Furthermore, even if the documents were admissible, the Court finds that they would not show a basis in fact for recovering against Price. The accident report indicates that Taylor did not realize he had struck Price's vehicle, but does not evidence any fault by Price. In fact, the report reflects that the responding officer issued a citation to Taylor for "improper lane usage", which tends to corroborate that Taylor alone was at fault. Rec. Doc. 6-5 at 2. Schwartz's recorded statement also does not provide a basis for finding Price to be at fault. When the interviewer asks Schwartz if he witnessed the collision, Schwartz states that he did not. Rec.
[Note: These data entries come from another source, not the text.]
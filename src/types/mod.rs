//! Core data types
//!
//! This module contains the values exchanged between producer and consumer.

pub mod event;
pub mod poll;

pub use event::{CreateEventRequest, Event, EventType};
pub use poll::{PollResult, SystemStats};
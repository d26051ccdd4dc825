//! Queue Event Relay - consumer entry point
//!
//! Polls the producer on a fixed delay, keeps the cursor in a file and
//! serves the running aggregates over HTTP.

use std::sync::Arc;

use tokio::net::TcpListener;
use tokio::sync::watch;
use tracing::info;
use tracing_subscriber::EnvFilter;

use queue_event_relay::api::{create_consumer_router, serve};
use queue_event_relay::config::ConsumerConfig;
use queue_event_relay::consumer::{CursorStore, HttpEventSource, Poller};
use queue_event_relay::{RelayError, RelayResult};

#[tokio::main]
async fn main() -> RelayResult<()> {
    tracing_subscriber::fmt()
        .with_env_filter(
            EnvFilter::try_from_default_env().unwrap_or_else(|_| EnvFilter::new("info")),
        )
        .with_target(true)
        .init();

    let config = ConsumerConfig::from_env()?;
    info!(
        version = queue_event_relay::VERSION,
        producer = %config.producer_url,
        interval_ms = config.poll_interval.as_millis() as u64,
        "relay-consumer starting"
    );

    let (shutdown_tx, shutdown_rx) = watch::channel(false);
    ctrlc::set_handler(move || {
        let _ = shutdown_tx.send(true);
    })
    .map_err(|e| RelayError::Config(format!("failed to install signal handler: {e}")))?;

    let poller = Arc::new(Poller::new(
        HttpEventSource::new(&config.producer_url),
        CursorStore::new(&config.cursor_file),
        config.batch_limit,
    ));

    let poll_task = {
        let poller = poller.clone();
        let shutdown = shutdown_rx.clone();
        let (initial_delay, interval) = (config.initial_delay, config.poll_interval);
        tokio::spawn(async move { poller.run(initial_delay, interval, shutdown).await })
    };

    let listener = TcpListener::bind(config.bind_addr).await?;
    serve(listener, create_consumer_router(poller), shutdown_rx).await?;

    // Let an in-flight cycle finish persisting its cursor
    if let Err(e) = poll_task.await {
        tracing::error!(error = %e, "Poll task ended abnormally");
    }

    info!("relay-consumer stopped");
    Ok(())
}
Doc. 6-9 at 11. Though Schwartz states that in his opinion, "[Price] tried to pass... on the right side, saw the hole, hit the brakes, tried to get behind the trailer and hit the side of the trailer", he later contradicts himself by telling the interviewer that he did not "think" that the trailer hit Price's car. Rec. Doc. 6-9 at 15. Schwartz's inconsistent opinions, which are not based on events he personally witnessed, do not convince the Court that Williams has a basis for recovering against Price.

Accordingly, the Court finds that Price is improperly joined in this action and hereby DENIES Williams' Motion to Remand (Rec. Doc. 6) and GRANTS Price and Progressive's Motion to Dismiss (Rec. Doc. 19).